Italy’s competition authority (Autorità Garante della Concorrenza e del Mercato, AGCM) used its call-in power in 2024 to bring Nvidia’s acquisition of AI start-up Run:AI, which did not meet EU or Italian thresholds, to EU EC review via Article 22. The EC cleared it unconditionally in December 2024. But Nvidia has challenged that acceptance of the referral, arguing the combination of loosely defined national call-in discretion and Article 22 referral violates legal certainty and other EU law principles.

France and Other Key Jurisdictions Evolving

France’s Competition Authority launched in January 2025 a public consultation offering three options: (1) introduce a call-in power based on qualitative and quantitative criteria; (2) mandatory notifications in cases involving firms with past merger control decisions, antitrust sanctions, or gatekeeper status under the DMA; or (3) rely on ex-post antitrust enforcement, e.g. under Article 101 or 102 TFEU. Stakeholders strongly favoured option 1.

Germany currently operates a transaction value threshold (TVT) regime, and its head has signalled openness to introducing call-in powers, especially for “killer acquisitions,” which may be poorly captured by TVT alone.

Strategic Implications and Open Questions

For M&A dealmakers, the evolving landscape means:

  • Heightened pre-deal risk assessment: deals previously assumed safe due to falling below thresholds may now be subject to NCAs’ discretion or post-closing scrutiny.

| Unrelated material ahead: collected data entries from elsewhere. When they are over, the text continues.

impl<'a> ProfitService<'a> {
    #[must_use]
    pub const fn new(pool: &'a SqlitePool) -> Self {
        Self { pool }
    }

    async fn summary(&self, period: Period) -> Result<ProfitSummary, RepositoryError> {
        let figures = ProfitRepository::new(self.pool)
            .period_figures(period.start_date, period.end_date)
            .await?;
        let costs = FixedCostRepository::new(self.pool)
            .active_in_period(period.start_date, period.end_date)
            .await?;

        Ok(ProfitSummary::from_figures(
            &figures,
            allocated_total(&costs, period.days),
        ))
    }

    /// Full profit and loss for a period.
    ///
    /// # Errors
    ///
    /// Returns `RepositoryError::Database` if a query fails.
    pub async fn analysis(&self, period: Period) -> Result<ProfitAnalysis, RepositoryError> {
        let summary = self.summary(period).await?;
        let repo = ProfitRepository::new(self.pool);

        Ok(ProfitAnalysis {
            period,
            breakdown: ProfitBreakdown {
                revenue_by_category: repo
                    .revenue_by_category(period.start_date, period.end_date)
                    .await?,
                daily_trend: repo.daily_trend(period.start_date, period.end_date).await?,
                cost_structure: CostStructure::from(&summary),
            },
            summary,
        })
    }

    /// Compare two periods.
    ///
    /// # Errors
    ///
    /// Returns `RepositoryError::Database` if a query fails.
    pub async fn comparison(
        &self,
        current: Period,
        previous: Period,
    ) -> Result<PeriodComparison, RepositoryError> {
        let current_summary = self.summary(current).await?;
        let previous_summary = self.summary(previous).await?;

        Ok(compare_periods(
            PeriodResult::new(current, &current_summary),
            PeriodResult::new(previous, &previous_summary),
        ))
    }

    /// Break-even projection using the margin of the last `days` days.
    ///
    /// # Errors
    ///
    /// Returns `RepositoryError::Database` if a query fails.
    pub async fn break_even(&self, days: i64) -> Result<BreakEven, RepositoryError> {
        let costs = FixedCostRepository::new(self.pool).list_active().await?;
        let repo = ProfitRepository::new(self.pool);

        Ok(break_even(BreakEvenInputs {
            monthly_fixed_costs: costs
                .iter()
                .map(|c| monthly_equivalent(c.amount, c.billing_cycle))
                .sum(),
            avg_monthly_ad_spend: repo.avg_monthly_ad_spend().await?,
            avg_gross_margin_percentage: repo.avg_line_margin(days).await?,
            revenue_to_date: repo.month_to_date_revenue().await?,
            days_into_month: Utc::now().day(),
        }))
    }

    /// Compute and store the analysis of a period.
    ///
    /// # Errors
    ///
    /// Returns `RepositoryError::Database` if a query or the insert fails.
    pub async fn snapshot(
        &self,
        period: Period,
        created_by: Option<UserId>,
    ) -> Result<(ProfitSnapshot, ProfitSummary), RepositoryError> {
        let summary = self.summary(period).await?;

        let snapshot = ProfitRepository::new(self.pool)
            .create_snapshot(&NewProfitSnapshot {
                period_start: period.start_date,
                period_end: period.end_date,
                total_revenue: summary.total_revenue,
                total_cogs: summary.total_cogs,
                total_fixed_costs: summary.total_fixed_costs,
                total_ad_spend: summary.total_ad_spend,
                gross_profit: summary.gross_profit,
                net_profit: summary.net_profit,
                gross_margin: summary.gross_margin,
                net_margin: summary.net_margin,
                orders_count: summary.orders_count,
                created_by,
            })
            .await?;

        tracing::info!(
            snapshot_id = %snapshot.id,
            start = %period.start_date,
            end = %period.end_date,
            "Profit snapshot stored"
        );
        Ok((snapshot, summary))
    }
}
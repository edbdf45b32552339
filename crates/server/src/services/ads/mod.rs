//! Ad platform clients and campaign sync.
//!
//! Each platform implements [`AdPlatformClient`], which reports the account's
//! campaigns together with today's figures. [`sync_campaigns`] writes them
//! into `ad_campaigns`/`ad_metrics`, keyed on the platform's campaign id.

pub mod google;
pub mod meta;

use std::future::Future;

use rust_decimal::Decimal;
use rust_decimal::prelude::FromPrimitive;
use serde::{Deserialize, Deserializer};
use sqlx::SqlitePool;
use thiserror::Error;

use webshop_crm_core::{AdPlatform, UserId, money};

use crate::db::{AdvertisingRepository, RepositoryError};
use crate::error::AppError;
use crate::models::RemoteCampaign;

pub use google::GoogleAdsClient;
pub use meta::MetaAdsClient;

/// Errors from ad platform APIs.
#[derive(Debug, Error)]
pub enum AdsError {
    /// HTTP transport error.
    #[error("HTTP error: {0}")]
    Http(#[from] reqwest::Error),

    /// The platform answered with an error status.
    #[error("{platform} API error ({status}): {message}")]
    Api {
        platform: AdPlatform,
        status: u16,
        message: String,
    },

    /// A required credential is missing.
    #[error("missing credential: {0}")]
    MissingCredential(&'static str),
}

impl From<AdsError> for AppError {
    fn from(err: AdsError) -> Self {
        Self::Integration(err.to_string())
    }
}

/// A remote advertising account.
pub trait AdPlatformClient {
    fn platform(&self) -> AdPlatform;

    /// All campaigns of the account with today's metrics.
    fn fetch_campaigns(&self) -> impl Future<Output = Result<Vec<RemoteCampaign>, AdsError>> + Send;
}

/// Errors from [`sync_campaigns`].
#[derive(Debug, Error)]
pub enum SyncError {
    #[error(transparent)]
    Ads(#[from] AdsError),
    #[error(transparent)]
    Repository(#[from] RepositoryError),
}

impl From<SyncError> for AppError {
    fn from(err: SyncError) -> Self {
        match err {
            SyncError::Ads(e) => e.into(),
            SyncError::Repository(e) => Self::Database(e),
        }
    }
}

/// Fetch the platform's campaigns and upsert them. Returns the number of
/// campaigns written.
///
/// # Errors
///
/// Returns `SyncError` if the platform call or a database write fails.
pub async fn sync_campaigns<C: AdPlatformClient + Sync>(
    pool: &SqlitePool,
    client: &C,
    synced_by: Option<UserId>,
) -> Result<usize, SyncError> {
    let campaigns = client.fetch_campaigns().await?;
    let repo = AdvertisingRepository::new(pool);

    for campaign in &campaigns {
        repo.upsert_remote(client.platform(), campaign, synced_by)
            .await?;
    }

    tracing::info!(
        platform = %client.platform(),
        campaigns = campaigns.len(),
        "Synced ad campaigns"
    );
    Ok(campaigns.len())
}

/// Accepts a JSON number or a numeric string. Both ad APIs send 64-bit
/// counters as strings.
fn lenient_i64<'de, D: Deserializer<'de>>(deserializer: D) -> Result<i64, D::Error> {
    #[derive(Deserialize)]
    #[serde(untagged)]
    enum Raw {
        Int(i64),
        Float(f64),
        Text(String),
    }

    Ok(match Option::<Raw>::deserialize(deserializer)? {
        Some(Raw::Int(v)) => v,
        Some(Raw::Float(v)) => round_to_i64(v),
        Some(Raw::Text(s)) => s
            .parse::<i64>()
            .unwrap_or_else(|_| s.parse::<f64>().map_or(0, round_to_i64)),
        None => 0,
    })
}

#[allow(clippy::cast_possible_truncation)]
fn round_to_i64(value: f64) -> i64 {
    value.round() as i64
}

/// Accepts a JSON number or numeric string as a decimal amount.
fn lenient_decimal<'de, D: Deserializer<'de>>(deserializer: D) -> Result<Decimal, D::Error> {
    #[derive(Deserialize)]
    #[serde(untagged)]
    enum Raw {
        Number(f64),
        Text(String),
    }

    Ok(match Option::<Raw>::deserialize(deserializer)? {
        Some(Raw::Number(v)) => Decimal::from_f64(v).unwrap_or_default(),
        Some(Raw::Text(s)) => s.parse().unwrap_or_default(),
        None => Decimal::ZERO,
    })
}

/// Convert a micro-unit amount (1/1,000,000) to currency.
fn from_micros(micros: i64) -> Decimal {
    money::round2(Decimal::new(micros, 6))
}

#[cfg(test)]
#[allow(clippy::unwrap_used)]
mod tests {
    use super::*;
    use rust_decimal_macros::dec;

    #[derive(Deserialize)]
    struct Sample {
        #[serde(default, deserialize_with = "lenient_i64")]
        count: i64,
        #[serde(default, deserialize_with = "lenient_decimal")]
        amount: Decimal,
    }

    #[test]
    fn test_lenient_numbers() {
        let s: Sample = serde_json::from_str(r#"{"count": "1234", "amount": "12.50"}"#).unwrap();
        assert_eq!(s.count, 1234);
        assert_eq!(s.amount, dec!(12.50));

        let s: Sample = serde_json::from_str(r#"{"count": 7, "amount": 3.25}"#).unwrap();
        assert_eq!(s.count, 7);
        assert_eq!(s.amount, dec!(3.25));

        let s: Sample = serde_json::from_str("{}").unwrap();
        assert_eq!(s.count, 0);
        assert_eq!(s.amount, Decimal::ZERO);
    }

    #[test]
    fn test_from_micros() {
        assert_eq!(from_micros(12_345_678), dec!(12.35));
        assert_eq!(from_micros(0), Decimal::ZERO);
    }
}
//! Read-only reporting queries: dashboard, sales, customer and retention
//! analytics, and the inputs of the rule-based insights.

use sqlx::SqlitePool;

use webshop_crm_core::{CustomerId, ProductId, money};

use super::{RepositoryError, days_ago};
use crate::models::{
    BusinessMetrics, CityStat, CustomerSegment, DashboardCounts, MonthlyAcquisition,
    ProductSales, ProductSalesWindow, RepeatBehaviour, RepeatRate, SalesInterval, SalesPoint,
    StatusBreakdown, StatusCount, TopCustomer,
};

#[derive(Debug, sqlx::FromRow)]
struct SegmentRow {
    segment: String,
    customers: i64,
    avg_spent: f64,
    total_revenue: f64,
}

impl From<SegmentRow> for CustomerSegment {
    fn from(row: SegmentRow) -> Self {
        Self {
            segment: row.segment,
            customers: row.customers,
            avg_spent: money::from_db(row.avg_spent),
            total_revenue: money::from_db(row.total_revenue),
        }
    }
}

#[derive(Debug, sqlx::FromRow)]
struct SalesWindowRow {
    id: i64,
    name: String,
    sku: Option<String>,
    category: Option<String>,
    purchase_price: f64,
    selling_price: f64,
    stock_quantity: i64,
    quantity_sold: i64,
    revenue: f64,
    orders_count: i64,
}

#[derive(Debug, sqlx::FromRow)]
struct BusinessMetricsRow {
    monthly_revenue: f64,
    previous_month_revenue: f64,
    new_customers_month: i64,
    repeat_customers: i64,
    active_customers: i64,
    monthly_orders: i64,
    avg_order_value: f64,
    monthly_fixed_costs: f64,
}

pub struct AnalyticsRepository<'a> {
    pool: &'a SqlitePool,
}
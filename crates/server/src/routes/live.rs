//! Live viewing routes: the WebSocket endpoint plus REST access to the
//! active customer sessions.

use axum::{
    Json, Router,
    extract::{Path, State},
    routing::{get, post},
};
use serde::{Deserialize, Serialize};
use serde_json::Value;
use tracing::{info, instrument};

use crate::{
    error::{AppError, Validator},
    live::{SessionView, ws_handler},
    middleware::RequireStaff,
    state::AppState,
};

use super::{JsonBody, MessageResponse};

pub fn router() -> Router<AppState> {
    Router::new()
        .route("/ws", get(ws_handler))
        .route("/sessions", get(sessions))
        .route("/sessions/{id}", get(session))
        .route("/sessions/{id}/message", post(message))
        .route("/sessions/{id}/help", post(help))
}

#[derive(Debug, Deserialize)]
pub struct MessageRequest {
    pub message: String,
}

#[derive(Debug, Serialize)]
pub struct SessionsResponse {
    pub sessions: Vec<SessionView>,
    pub total: usize,
}

fn session_not_found() -> AppError {
    AppError::NotFound("Session".to_string())
}

#[instrument(skip_all)]
async fn sessions(
    RequireStaff(_staff): RequireStaff,
    State(state): State<AppState>,
) -> Json<SessionsResponse> {
    let sessions = state.live().sessions().await;
    Json(SessionsResponse {
        total: sessions.len(),
        sessions,
    })
}

#[instrument(skip(_staff, state))]
async fn session(
    RequireStaff(_staff): RequireStaff,
    State(state): State<AppState>,
    Path(id): Path<String>,
) -> Result<Json<SessionView>, AppError> {
    state
        .live()
        .session(&id)
        .await
        .map(Json)
        .ok_or_else(session_not_found)
}

#[instrument(skip(user, state, body), fields(user_id = %user.id))]
async fn message(
    RequireStaff(user): RequireStaff,
    State(state): State<AppState>,
    Path(id): Path<String>,
    JsonBody(body): JsonBody<MessageRequest>,
) -> Result<Json<MessageResponse>, AppError> {
    Validator::new().required(&body.message, "message").finish()?;

    if !state.live().message_customer(&id, body.message).await {
        return Err(session_not_found());
    }
    info!(session_id = %id, "Message sent to customer session");
    Ok(Json(MessageResponse::new("Message sent")))
}

#[instrument(skip(user, state, body), fields(user_id = %user.id))]
async fn help(
    RequireStaff(user): RequireStaff,
    State(state): State<AppState>,
    Path(id): Path<String>,
    JsonBody(body): JsonBody<Value>,
) -> Result<Json<MessageResponse>, AppError> {
    if !state.live().send_help(&id, body).await {
        return Err(session_not_found());
    }
    info!(session_id = %id, "Live help sent to customer session");
    Ok(Json(MessageResponse::new("Help sent")))
}
//! OAuth routes for connecting Google Ads and Meta accounts.
//!
//! `start` redirects the browser to the platform's consent page with a signed
//! `state`; the platform redirects back to `callback`, which stores the
//! obtained tokens as integration settings.

use askama::Template;
use askama_web::WebTemplate;
use axum::{
    Json, Router,
    extract::{Query, State},
    response::Redirect,
    routing::get,
};
use serde::{Deserialize, Serialize};
use tracing::{info, instrument, warn};

use crate::{
    config::OAuthApp,
    error::AppError,
    middleware::RequireStaff,
    services::oauth::{self, OAuthClient, OAuthProvider},
    state::AppState,
};

pub fn router() -> Router<AppState> {
    Router::new()
        .route("/status", get(status))
        .route("/google/start", get(google_start))
        .route("/google/callback", get(google_callback))
        .route("/meta/start", get(meta_start))
        .route("/meta/callback", get(meta_callback))
}

#[derive(Debug, Serialize)]
pub struct OAuthStatus {
    pub google_oauth_enabled: bool,
    pub meta_oauth_enabled: bool,
    pub message: &'static str,
}

#[derive(Debug, Deserialize)]
pub struct CallbackQuery {
    pub code: Option<String>,
    pub state: Option<String>,
    pub error: Option<String>,
}

/// Shown in the popup window after a successful connection.
#[derive(Template, WebTemplate)]
#[template(path = "oauth/connected.html")]
pub struct ConnectedPage {
    pub platform_name: &'static str,
}

fn app(state: &AppState, provider: OAuthProvider) -> Result<OAuthApp, AppError> {
    let oauth = &state.config().oauth;
    let app = match provider {
        OAuthProvider::Google => oauth.google.as_ref(),
        OAuthProvider::Meta => oauth.meta.as_ref(),
    };
    app.cloned().ok_or_else(|| {
        AppError::BadRequest(format!(
            "{} OAuth is not configured, set {}",
            provider.platform().display_name(),
            provider.client_id_var()
        ))
    })
}

#[instrument(skip_all)]
async fn status(
    RequireStaff(_staff): RequireStaff,
    State(state): State<AppState>,
) -> Json<OAuthStatus> {
    let oauth = &state.config().oauth;
    Json(OAuthStatus {
        google_oauth_enabled: oauth.google.is_some(),
        meta_oauth_enabled: oauth.meta.is_some(),
        message: "OAuth endpoints available for connecting ad accounts",
    })
}

fn start(state: &AppState, provider: OAuthProvider) -> Result<Redirect, AppError> {
    let app = app(state, provider)?;
    let oauth_state = state
        .keys()
        .oauth_state(provider.as_str())
        .map_err(|e| AppError::Internal(e.to_string()))?;
    let redirect_uri = provider.callback_url(&state.config().base_url);
    let url = provider
        .authorize_url(&app.client_id, &redirect_uri, &oauth_state)
        .map_err(|e| AppError::Internal(e.to_string()))?;

    info!(provider = provider.as_str(), "Starting OAuth authorization");
    Ok(Redirect::to(url.as_str()))
}

async fn callback(
    state: &AppState,
    provider: OAuthProvider,
    query: CallbackQuery,
) -> Result<ConnectedPage, AppError> {
    if let Some(error) = query.error {
        warn!(provider = provider.as_str(), error = %error, "OAuth authorization denied");
        return Err(AppError::BadRequest(format!("Authorization denied: {error}")));
    }
    let code = query
        .code
        .filter(|c| !c.trim().is_empty())
        .ok_or_else(|| {
            AppError::BadRequest("Authorization failed, no code received".to_string())
        })?;
    let oauth_state = query.state.unwrap_or_default();
    state
        .keys()
        .verify_oauth_state(&oauth_state, provider.as_str())
        .map_err(|_| AppError::BadRequest("Invalid or expired OAuth state".to_string()))?;

    let app = app(state, provider)?;
    let redirect_uri = provider.callback_url(&state.config().base_url);
    let settings = OAuthClient::new()
        .exchange(provider, &app, &code, &redirect_uri)
        .await?;
    oauth::store_settings(state.pool(), state.integrations(), provider, &settings).await?;

    info!(provider = provider.as_str(), "Ad account connected through OAuth");
    Ok(ConnectedPage {
        platform_name: provider.platform().display_name(),
    })
}

#[instrument(skip_all)]
async fn google_start(State(state): State<AppState>) -> Result<Redirect, AppError> {
    start(&state, OAuthProvider::Google)
}

#[instrument(skip_all)]
async fn google_callback(
    State(state): State<AppState>,
    Query(query): Query<CallbackQuery>,
) -> Result<ConnectedPage, AppError> {
    callback(&state, OAuthProvider::Google, query).await
}

#[instrument(skip_all)]
async fn meta_start(State(state): State<AppState>) -> Result<Redirect, AppError> {
    start(&state, OAuthProvider::Meta)
}

#[instrument(skip_all)]
async fn meta_callback(
    State(state): State<AppState>,
    Query(query): Query<CallbackQuery>,
) -> Result<ConnectedPage, AppError> {
    callback(&state, OAuthProvider::Meta, query).await
}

Documentation will need to anticipate potential remedies or divestment demands even in small-scale or local deals.
  • Increased timing and process complexity: overlapping jurisdictions, varying national standards of “significant effect,” and different standstill or unwinding powers could lead to delays or even conflicting outcomes across EU states.
  • Investment risk particularly in tech and innovation sectors or local markets where smaller targets may become competitive threats.

Open questions include whether the EU legislature will reform EUMR itself to incorporate a safeguard for below-threshold deals; whether full harmonization or mutual recognition of national call-in regimes will be feasible; how businesses will manage legal certainty if “call-in power” regimes diverge significantly across member states; and whether courts will further define limits of NCAs’ discretion to ensure consistency. The outcome of Nvidia’s challenge and France’s reforms will likely shape this trajectory.

Supporting Notes
  • Illumina/Grail: ECJ judgment delivered 3 September 2024; held Article 22 EUMR cannot cover transactions falling below both EU and national thresholds when the national authority lacks jurisdiction.
  • Italy has introduced call-in powers; AGCM invoked its call-in regime in Run:AI acquisition by Nvidia, which did not meet EU or national thresholds.
  • As of 2025, at least eight member states have active call-in powers: Denmark, Hungary, Ireland, Italy, Latvia, Lithuania, Slovenia, Sweden.
  • France’s public consultation (January 2025) prioritized option 1: call-in power based on quantitative and qualitative criteria; proposal expected by end-2025.
  • Germany has a transaction value threshold regime but its head has signalled that call-in powers may be superior for addressing killer acquisitions and acquisition of start-ups.
  • The Nvidia v. EU Commission lawsuit (filed February 2025) challenges the legality of the referral of Run:AI under combined national call-in powers and Article 22 for a below-threshold transaction.